The Company’s practices for the timing of stock option awards require that the exercise price of any option not be set until all required action has occurred for the option to be effective and the Committee generally specifies that grants of stock options are to be effective after financial results for the quarter have been disclosed, though the Committee could grant stock options at other times. The Company does not have stock ownership guidelines. The Company’s insider trading policies prohibit short sales of the Company’s Common Stock.
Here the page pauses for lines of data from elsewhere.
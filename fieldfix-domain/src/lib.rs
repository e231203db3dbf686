//! Domain logic: decide which declared fields break the public-field rule.
//!
//! This crate owns *what* is reported and in which order. Rewriting the offending declarations is
//! the job of `fieldfix-edit`.

mod analyzer;
mod classify;
mod ports;
mod rules;

pub use analyzer::{Analyzer, AnalyzerConfig, finding_fingerprint};
pub use classify::{classify, classify_members};
pub use ports::{SymbolSource, TreeSymbols};
pub use rules::{PublicFieldRule, Rule, builtin_rules};
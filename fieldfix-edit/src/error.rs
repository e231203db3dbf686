//! Error types for fieldfix-edit.
//!
//! Both enums are plain values: a failed rewrite leaves the input tree exactly as it was.

use fieldfix_syntax::TreeError;
use thiserror::Error;

/// Why a single field could not be encapsulated.
#[derive(Debug, Error, Clone, PartialEq, Eq)]
pub enum EncapsulationError {
    /// No field declaration encloses the position, or the declaration has no parent to splice
    /// the replacement into.
    #[error("no field declaration at position {position}")]
    NotAFieldDeclaration { position: usize },

    /// The declaration does not have exactly one declarator and a declared type.
    #[error(
        "unsupported field declaration shape: {declarators} declarator(s){}",
        type_note(.missing_type)
    )]
    UnsupportedDeclarationShape {
        declarators: usize,
        missing_type: bool,
    },

    /// The located declaration could not be replaced in the tree.
    #[error("tree edit failed: {0}")]
    Tree(#[from] TreeError),
}

/// Why a batch of rewrites was rejected as a whole.
#[derive(Debug, Error, Clone, PartialEq, Eq)]
pub enum BatchError {
    #[error("target at position {position}: {source}")]
    Target {
        position: usize,
        #[source]
        source: EncapsulationError,
    },

    /// Two targets resolve to the same declaration, or one lies inside the other.
    #[error("targets at positions {first} and {second} overlap")]
    OverlappingTargets { first: usize, second: usize },

    #[error("tree edit failed: {0}")]
    Tree(#[from] TreeError),
}

fn type_note(missing_type: &bool) -> &'static str {
    if *missing_type { ", no declared type" } else { "" }
}

impl BatchError {
    pub fn is_overlap(&self) -> bool {
        matches!(self, BatchError::OverlappingTargets { .. })
    }
}
/// Names chosen for the rewritten members.
#[derive(Debug, Clone, PartialEq, Eq)]
pub struct DerivedNames {
    /// Private backing field, always `_`-prefixed.
    pub field: String,
    /// Public property.
    pub property: String,
}

/// Derive backing-field and property names from a field name.
///
/// Leading underscores are stripped first. `Score` gives `_score`/`Score`, `_count` gives
/// `_count`/`Count`, and a name made only of underscores gives `_field`/`Field`.
pub fn derive_names(original: &str) -> DerivedNames {
    let base = original.trim_start_matches('_');
    if base.is_empty() {
        return DerivedNames {
            field: "_field".to_string(),
            property: "Field".to_string(),
        };
    }

    DerivedNames {
        field: format!("_{}", map_first(base, char::to_lowercase)),
        property: map_first(base, char::to_uppercase),
    }
}

/// Case-map the first character, keeping it as is when the mapping is not one-to-one.
fn map_first<I>(s: &str, f: impl Fn(char) -> I) -> String
where
    I: Iterator<Item = char>,
{
    let mut chars = s.chars();
    let Some(first) = chars.next() else {
        return String::new();
    };
    let mut mapped = f(first);
    let first = match (mapped.next(), mapped.next()) {
        (Some(single), None) => single,
        _ => first,
    };
    std::iter::once(first).chain(chars).collect()
}
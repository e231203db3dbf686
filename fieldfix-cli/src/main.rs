mod config;
mod explain;

use anyhow::Context;
use camino::{Utf8Path, Utf8PathBuf};
use chrono::Utc;
use clap::{Args, Parser, Subcommand};
use config::ConfigMerger;
use fieldfix_domain::{Analyzer, TreeSymbols};
use fieldfix_edit::{fix_violations, render_patch};
use fieldfix_render::{render_check_md, render_fix_md, render_source};
use fieldfix_types::check::{Finding, InputFailure};
use fieldfix_types::fix::{FixReport, FixResult, UnitChange};
use fieldfix_types::{ToolInfo, Violation};
use fieldfix_units::{UnitFile, load_units, read_unit};
use fs_err as fs;
use sha2::{Digest, Sha256};
use std::process::ExitCode;
use tracing::{debug, error, info, warn};
use tracing_subscriber::EnvFilter;

#[derive(Debug, Parser)]
#[command(
    name = "fieldfix",
    version,
    about = "Reports public fields and rewrites them into private fields with properties."
)]
struct Cli {
    #[command(subcommand)]
    cmd: Command,
}

#[derive(Debug, Subcommand)]
enum Command {
    /// Analyze unit files and write a findings report.
    Check(CheckArgs),
    /// Encapsulate every reported field (default: dry-run).
    Fix(FixArgs),
    /// Explain what a rule reports and how it is fixed.
    Explain(ExplainArgs),
    /// List all available rules.
    ListRules(ListRulesArgs),
    /// Print a unit file as source text.
    Render(RenderArgs),
}

#[derive(Debug, Args)]
struct DirArgs {
    /// Repository root (default: current directory).
    #[arg(long, default_value = ".")]
    repo_root: Utf8PathBuf,

    /// Directory scanned for `*.unit.json` files (default: <repo_root>/units).
    #[arg(long)]
    units_dir: Option<Utf8PathBuf>,

    /// Output directory for fieldfix artifacts (default: <repo_root>/artifacts/fieldfix).
    #[arg(long)]
    out_dir: Option<Utf8PathBuf>,

    /// Field-name globs to ignore, in addition to fieldfix.toml.
    #[arg(long)]
    ignore: Vec<String>,
}

impl DirArgs {
    fn units_dir(&self) -> Utf8PathBuf {
        self.units_dir
            .clone()
            .unwrap_or_else(|| self.repo_root.join("units"))
    }

    fn out_dir(&self) -> Utf8PathBuf {
        self.out_dir
            .clone()
            .unwrap_or_else(|| self.repo_root.join("artifacts").join("fieldfix"))
    }
}

#[derive(Debug, Parser)]
struct CheckArgs {
    #[command(flatten)]
    dirs: DirArgs,
}

#[derive(Debug, Parser)]
struct FixArgs {
    #[command(flatten)]
    dirs: DirArgs,

    /// Rewrite unit files in place. If omitted, only artifacts are emitted.
    #[arg(long, default_value_t = false)]
    write: bool,

    /// Drop field initializers instead of moving them to the backing field.
    #[arg(long, default_value_t = false)]
    no_preserve_initializer: bool,
}

#[derive(Debug, Parser)]
struct ExplainArgs {
    /// Rule key or id to explain (e.g., "public-field", "PublicField").
    rule: String,
}

#[derive(Debug, Parser)]
struct ListRulesArgs {
    /// Output format (text, json).
    #[arg(long, value_enum, default_value = "text")]
    format: OutputFormat,
}

#[derive(Debug, Parser)]
struct RenderArgs {
    /// Path to a `*.unit.json` file.
    unit: Utf8PathBuf,
}

#[derive(Debug, Clone, Copy, clap::ValueEnum)]
enum OutputFormat {
    Text,
    Json,
}

fn main() -> ExitCode {
    if let Err(e) = real_main() {
        error!("{:?}", e);
        return ExitCode::from(1);
    }
    ExitCode::from(0)
}

fn real_main() -> anyhow::Result<()> {
    tracing_subscriber::fmt()
        .with_env_filter(EnvFilter::from_default_env())
        .init();

    let cli = Cli::parse();
    match cli.cmd {
        Command::Check(args) => cmd_check(args),
        Command::Fix(args) => cmd_fix(args),
        Command::Explain(args) => cmd_explain(args),
        Command::ListRules(args) => cmd_list_rules(args),
        Command::Render(args) => cmd_render(args),
    }
}

fn cmd_check(args: CheckArgs) -> anyhow::Result<()> {
    let started_at = Utc::now();
    let units_dir = args.dirs.units_dir();
    let out_dir = args.dirs.out_dir();

    fs::create_dir_all(&out_dir).with_context(|| format!("create {}", out_dir))?;

    let file_config =
        config::load_or_default(&args.dirs.repo_root).context("load fieldfix.toml config")?;
    let analyzer_config = ConfigMerger::new(file_config).merge_analyzer_args(&args.dirs.ignore);
    debug!(
        "merged config: ignore={:?}, severity={:?}",
        analyzer_config.ignore, analyzer_config.severity
    );

    let units = load_units(&units_dir)
        .with_context(|| format!("load units from {}", units_dir))?;

    let mut report = Analyzer::new().analyze(&analyzer_config, &units, tool_info());
    report.run.started_at = Some(started_at);
    report.run.ended_at = Some(Utc::now());

    write_json(&out_dir.join("report.json"), &report)?;
    fs::write(out_dir.join("report.md"), render_check_md(&report))?;

    info!("wrote check report to {}", out_dir);
    Ok(())
}

fn cmd_fix(args: FixArgs) -> anyhow::Result<()> {
    let started_at = Utc::now();
    let units_dir = args.dirs.units_dir();
    let out_dir = args.dirs.out_dir();

    fs::create_dir_all(&out_dir).with_context(|| format!("create {}", out_dir))?;

    let file_config =
        config::load_or_default(&args.dirs.repo_root).context("load fieldfix.toml config")?;
    let merger = ConfigMerger::new(file_config);
    let analyzer_config = merger.merge_analyzer_args(&args.dirs.ignore);
    let opts = merger.merge_fix_args(args.no_preserve_initializer);
    debug!(
        "merged config: ignore={:?}, preserve_initializer={}",
        analyzer_config.ignore, opts.preserve_initializer
    );

    let units = load_units(&units_dir)
        .with_context(|| format!("load units from {}", units_dir))?;

    let analyzer = Analyzer::new();
    let mut report = FixReport::new(tool_info());
    report.written = args.write;
    let mut patch = String::new();

    for loaded in &units {
        let unit = match &loaded.unit {
            Ok(unit) => unit,
            Err(err) => {
                warn!(path = %loaded.path, error = %err, "skipping unit that failed to load");
                report.inputs_failed.push(InputFailure {
                    path: loaded.path.to_string(),
                    reason: err.to_string(),
                });
                continue;
            }
        };

        let tree = unit.syntax_tree();
        let findings = analyzer.findings(
            &analyzer_config,
            &TreeSymbols::new(unit.path.clone(), tree.clone()),
        );
        if findings.is_empty() {
            continue;
        }

        let violations: Vec<Violation> = findings.iter().map(Finding::violation).collect();
        let outcome = fix_violations(&tree, &violations, &opts);

        for (finding, fix) in findings.iter().zip(&outcome.fixes) {
            report.summary.record(fix.status);
            report.results.push(FixResult {
                fingerprint: finding.fingerprint.clone(),
                path: finding.location.path.to_string(),
                field: finding.field.clone(),
                status: fix.status,
                message: fix.message.clone(),
                backing_field: fix.names.as_ref().map(|n| n.field.clone()),
                property: fix.names.as_ref().map(|n| n.property.clone()),
            });
        }

        if outcome.applied() == 0 {
            continue;
        }

        let before = render_source(&tree);
        let after = render_source(&outcome.tree);
        patch.push_str(&render_patch(unit.path.as_str(), &before, &after));

        report.units.push(UnitChange {
            path: loaded.path.to_string(),
            sha256_before: sha256_hex(&before),
            sha256_after: sha256_hex(&after),
        });
        report.summary.units_modified += 1;

        if args.write {
            let rewritten = UnitFile::from_tree(unit.path.clone(), &outcome.tree);
            fs::write(&loaded.path, rewritten.to_json_pretty()?)
                .with_context(|| format!("write {}", loaded.path))?;
            info!(path = %loaded.path, fixed = outcome.applied(), "rewrote unit");
        }
    }

    report.run.started_at = Some(started_at);
    report.run.ended_at = Some(Utc::now());

    write_json(&out_dir.join("fix.json"), &report)?;
    fs::write(out_dir.join("fix.md"), render_fix_md(&report))?;
    fs::write(out_dir.join("patch.diff"), &patch)?;

    info!(
        applied = report.summary.applied,
        skipped = report.summary.skipped,
        failed = report.summary.failed,
        "wrote fix artifacts to {}",
        out_dir
    );
    Ok(())
}

fn cmd_render(args: RenderArgs) -> anyhow::Result<()> {
    let unit = read_unit(&args.unit).with_context(|| format!("read unit {}", args.unit))?;
    print!("{}", render_source(&unit.syntax_tree()));
    Ok(())
}

fn write_json<T: serde::Serialize>(path: &Utf8Path, v: &T) -> anyhow::Result<()> {
    let s = serde_json::to_string_pretty(v).context("serialize json")?;
    fs::write(path, s).with_context(|| format!("write {}", path))?;
    Ok(())
}

fn sha256_hex(text: &str) -> String {
    hex::encode(Sha256::digest(text.as_bytes()))
}

fn tool_info() -> ToolInfo {
    ToolInfo {
        name: "fieldfix".to_string(),
        version: Some(env!("CARGO_PKG_VERSION").to_string()),
        commit: None,
    }
}

fn cmd_explain(args: ExplainArgs) -> anyhow::Result<()> {
    use explain::{list_rule_keys, lookup_rule};

    let Some(rule) = lookup_rule(&args.rule) else {
        let available = list_rule_keys().join(", ");
        anyhow::bail!(
            "Unknown rule: '{}'\n\nAvailable rules: {}",
            args.rule,
            available
        );
    };
    let d = &rule.descriptor;

    println!("================================================================================");
    println!("RULE: {}", d.title);
    println!("================================================================================");
    println!();
    println!("Key:       {}", rule.key);
    println!("Rule ID:   {}", d.id);
    println!("Category:  {}", d.category);
    println!("Severity:  {}", d.default_severity.as_str());
    println!("Message:   {}", d.message_format);
    println!();

    println!("DESCRIPTION");
    println!("--------------------------------------------------------------------------------");
    println!("{}", rule.description);
    println!();

    println!("FIX: {}", rule.fix_title);
    println!("--------------------------------------------------------------------------------");
    println!("{}", rule.fix);
    println!();

    println!("EXAMPLE");
    println!("--------------------------------------------------------------------------------");
    println!("Before:");
    println!();
    for line in rule.before.lines() {
        println!("    {}", line);
    }
    println!();
    println!("After:");
    println!();
    for line in rule.after.lines() {
        println!("    {}", line);
    }
    println!();

    Ok(())
}

fn cmd_list_rules(args: ListRulesArgs) -> anyhow::Result<()> {
    use explain::RULE_REGISTRY;

    match args.format {
        OutputFormat::Text => {
            println!("Available rules:\n");
            println!("  {:<16} {:<14} {:<10} TITLE", "KEY", "ID", "SEVERITY");
            println!("  {:<16} {:<14} {:<10} -----", "---", "--", "--------");
            for rule in RULE_REGISTRY {
                println!(
                    "  {:<16} {:<14} {:<10} {}",
                    rule.key,
                    rule.descriptor.id,
                    rule.descriptor.default_severity.as_str(),
                    rule.descriptor.title
                );
            }
            println!();
            println!("Use 'fieldfix explain <key>' for details.");
        }
        OutputFormat::Json => {
            let rules: Vec<_> = RULE_REGISTRY
                .iter()
                .map(|r| {
                    serde_json::json!({
                        "key": r.key,
                        "id": r.descriptor.id,
                        "title": r.descriptor.title,
                        "category": r.descriptor.category,
                        "severity": r.descriptor.default_severity.as_str(),
                        "enabled_by_default": r.descriptor.enabled_by_default,
                        "fix": r.fix_title,
                    })
                })
                .collect();
            println!("{}", serde_json::to_string_pretty(&rules)?);
        }
    }
    Ok(())
}
use archery::ArcK;
use rpds::Vector;
use serde::{Deserialize, Serialize};
use std::sync::Arc;

/// Persistent child list; cloning shares the underlying nodes.
pub type NodeVector = Vector<Arc<Node>, ArcK>;

/// Half-open byte range `[start, end)` in the unit's source text.
#[derive(Debug, Clone, Copy, PartialEq, Eq, Hash, PartialOrd, Ord, Serialize, Deserialize)]
pub struct TextSpan {
    pub start: usize,
    pub end: usize,
}

impl TextSpan {
    pub fn new(start: usize, end: usize) -> Self {
        Self { start, end }
    }

    pub fn contains(&self, position: usize) -> bool {
        self.start <= position && position < self.end
    }

    pub fn len(&self) -> usize {
        self.end.saturating_sub(self.start)
    }

    pub fn is_empty(&self) -> bool {
        self.len() == 0
    }
}

/// Declaration modifiers as written in source.
#[derive(Debug, Clone, Copy, PartialEq, Eq, Hash, Serialize, Deserialize)]
#[serde(rename_all = "snake_case")]
pub enum Modifier {
    Public,
    Private,
    Protected,
    Internal,
    Const,
    Static,
    Abstract,
    Virtual,
    Override,
    Readonly,
    Sealed,
    Extern,
    Volatile,
    New,
}

impl Modifier {
    pub fn keyword(self) -> &'static str {
        match self {
            Modifier::Public => "public",
            Modifier::Private => "private",
            Modifier::Protected => "protected",
            Modifier::Internal => "internal",
            Modifier::Const => "const",
            Modifier::Static => "static",
            Modifier::Abstract => "abstract",
            Modifier::Virtual => "virtual",
            Modifier::Override => "override",
            Modifier::Readonly => "readonly",
            Modifier::Sealed => "sealed",
            Modifier::Extern => "extern",
            Modifier::Volatile => "volatile",
            Modifier::New => "new",
        }
    }
}

#[derive(Debug, Clone, Copy, PartialEq, Eq, Hash, Serialize, Deserialize)]
#[serde(rename_all = "snake_case")]
pub enum AccessorKind {
    Get,
    Set,
}

impl AccessorKind {
    pub fn keyword(self) -> &'static str {
        match self {
            AccessorKind::Get => "get",
            AccessorKind::Set => "set",
        }
    }
}

fn default_type_keyword() -> String {
    "class".to_string()
}

/// What a node is, plus the data that is not expressed as child nodes.
///
/// Child layout per kind:
/// - `field_declaration`: one `type_ref`, then one or more `variable_declarator`s.
/// - `property_declaration`: one `type_ref`, then `accessor`s.
/// - `accessor`: an optional `block`.
/// - `method_declaration`: one `type_ref` (return type), then an optional `block`.
/// - `compilation_unit`, `namespace_declaration`, `type_declaration`: member declarations.
/// - `block`: statements.
#[derive(Debug, Clone, PartialEq, Eq, Serialize, Deserialize)]
#[serde(tag = "kind", rename_all = "snake_case")]
pub enum NodeKind {
    CompilationUnit,
    NamespaceDeclaration {
        name: String,
    },
    TypeDeclaration {
        #[serde(default = "default_type_keyword")]
        keyword: String,
        name: String,
        #[serde(default)]
        modifiers: Vec<Modifier>,
    },
    FieldDeclaration {
        #[serde(default)]
        modifiers: Vec<Modifier>,
    },
    VariableDeclarator {
        name: String,
        #[serde(default, skip_serializing_if = "Option::is_none")]
        initializer: Option<String>,
    },
    PropertyDeclaration {
        #[serde(default)]
        modifiers: Vec<Modifier>,
        name: String,
    },
    Accessor {
        accessor: AccessorKind,
    },
    MethodDeclaration {
        #[serde(default)]
        modifiers: Vec<Modifier>,
        name: String,
        #[serde(default)]
        parameters: String,
    },
    Block,
    ReturnStatement {
        expression: String,
    },
    AssignmentStatement {
        target: String,
        value: String,
    },
    /// Any statement the engine does not need to look inside.
    Statement {
        text: String,
    },
    TypeRef {
        name: String,
    },
}

impl NodeKind {
    pub fn label(&self) -> &'static str {
        match self {
            NodeKind::CompilationUnit => "compilation_unit",
            NodeKind::NamespaceDeclaration { .. } => "namespace_declaration",
            NodeKind::TypeDeclaration { .. } => "type_declaration",
            NodeKind::FieldDeclaration { .. } => "field_declaration",
            NodeKind::VariableDeclarator { .. } => "variable_declarator",
            NodeKind::PropertyDeclaration { .. } => "property_declaration",
            NodeKind::Accessor { .. } => "accessor",
            NodeKind::MethodDeclaration { .. } => "method_declaration",
            NodeKind::Block => "block",
            NodeKind::ReturnStatement { .. } => "return_statement",
            NodeKind::AssignmentStatement { .. } => "assignment_statement",
            NodeKind::Statement { .. } => "statement",
            NodeKind::TypeRef { .. } => "type_ref",
        }
    }
}

/// Immutable tree node.
///
/// `span` is `None` for nodes synthesized by a rewrite. Nodes that survive a rewrite keep the span
/// they had in the original source.
#[derive(Debug, Clone, PartialEq, Eq)]
pub struct Node {
    kind: NodeKind,
    span: Option<TextSpan>,
    children: NodeVector,
}

impl Node {
    pub fn new(
        kind: NodeKind,
        span: Option<TextSpan>,
        children: impl IntoIterator<Item = Arc<Node>>,
    ) -> Self {
        Self {
            kind,
            span,
            children: children.into_iter().collect(),
        }
    }

    pub fn leaf(kind: NodeKind, span: Option<TextSpan>) -> Self {
        Self {
            kind,
            span,
            children: NodeVector::new_with_ptr_kind(),
        }
    }

    pub fn kind(&self) -> &NodeKind {
        &self.kind
    }

    pub fn span(&self) -> Option<TextSpan> {
        self.span
    }

    pub fn children(&self) -> &NodeVector {
        &self.children
    }

    pub fn child(&self, index: usize) -> Option<&Arc<Node>> {
        self.children.get(index)
    }

    pub fn child_count(&self) -> usize {
        self.children.len()
    }

    /// Same kind and span, different children.
    pub fn with_children(&self, children: NodeVector) -> Node {
        Node {
            kind: self.kind.clone(),
            span: self.span,
            children,
        }
    }

    /// Total number of nodes in this subtree, walked iteratively.
    pub fn descendant_count(&self) -> usize {
        let mut count = 0;
        let mut stack: Vec<&Node> = vec![self];
        while let Some(node) = stack.pop() {
            count += 1;
            stack.extend(node.children.iter().map(|c| c.as_ref()));
        }
        count
    }
}

// Children are released from a heap stack so dropping a deep tree does not recurse.
impl Drop for Node {
    fn drop(&mut self) {
        if self.children.is_empty() {
            return;
        }
        let mut stack = detach_children(&mut self.children);
        while let Some(child) = stack.pop() {
            if let Some(mut node) = Arc::into_inner(child) {
                stack.extend(detach_children(&mut node.children));
            }
        }
    }
}

fn detach_children(children: &mut NodeVector) -> Vec<Arc<Node>> {
    let detached = std::mem::replace(children, NodeVector::new_with_ptr_kind());
    detached.iter().cloned().collect()
}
Other Elements of Compensation

Executive officers also participate in our other benefit plans on the same terms as our other employees. These plans include medical and dental insurance, life and disability insurance, and, to the extent offered, Company contributions to each participating employee's 401(k) plan. There are no benefits available to executive officers that are not available to other eligible employees, except that we do maintain severance and change of control arrangements with some of our executive officers, as described below in the section entitled “Employment Contracts; Change in Control Arrangements” and we may offer automobile allowances (which were provided to Messrs. Keating and Slattery in fiscal 2012), reimbursements for financial advisory services, and, in the case of the CEO, reimbursement for expenses of renting a local apartment (which was provided to Mr. Keating in fiscal 2012) , as included in our Summary Compensation Table. We offer these benefits to attract and retain executive officers. The Company does not offer pension or nonqualified deferred compensation plans.

During fiscal 2012, in light of the ongoing poor economic climate, the Company, with the concurrence of the Committee, continued a number of cost-savings measures affecting the Company’s fringe benefit offerings, which the Company initially instituted in fiscal 2009. These included a suspension of the Company’s matching contributions to its 401(k) plan and reduction of the maximum accrual of sick and vacation time.

Internal Revenue Code Section 162(m)

Section 162(m) of the Internal Revenue Code (the “Code”) generally limits the Company to a deduction for federal income tax purposes of no more than $1 million of compensation paid to certain executive officers named in the Summary Compensation Table in a taxable year. Compensation above $1 million may be deducted if it is “performance based” within the meaning of the Code. The Compensation Committee currently intends to manage its executive compensation program so as to preserve the related federal income tax deductions, although individual exceptions may occur.

Accounting Matters

The Committee also considers the accounting and cash flow implications of various forms of executive compensation. In our financial statements, we record salaries and bonuses as expenses in the amount paid, or to be paid, to the Named Executive Officers. Accounting rules also require us to record an expense in our financial statements for equity awards, even though equity awards are not paid as cash to employees. The accounting expense of equity awards to employees is calculated in accordance with FASB ASC Topic 718. The Committee believes, however, that the many advantages of equity compensation, as discussed above, more than compensate for the non-cash accounting expense associated with them. We currently amortize compensation expense associated with equity awards over the award’s requisite service period and establish fair value of equity awards in accordance with applicable accounting standards.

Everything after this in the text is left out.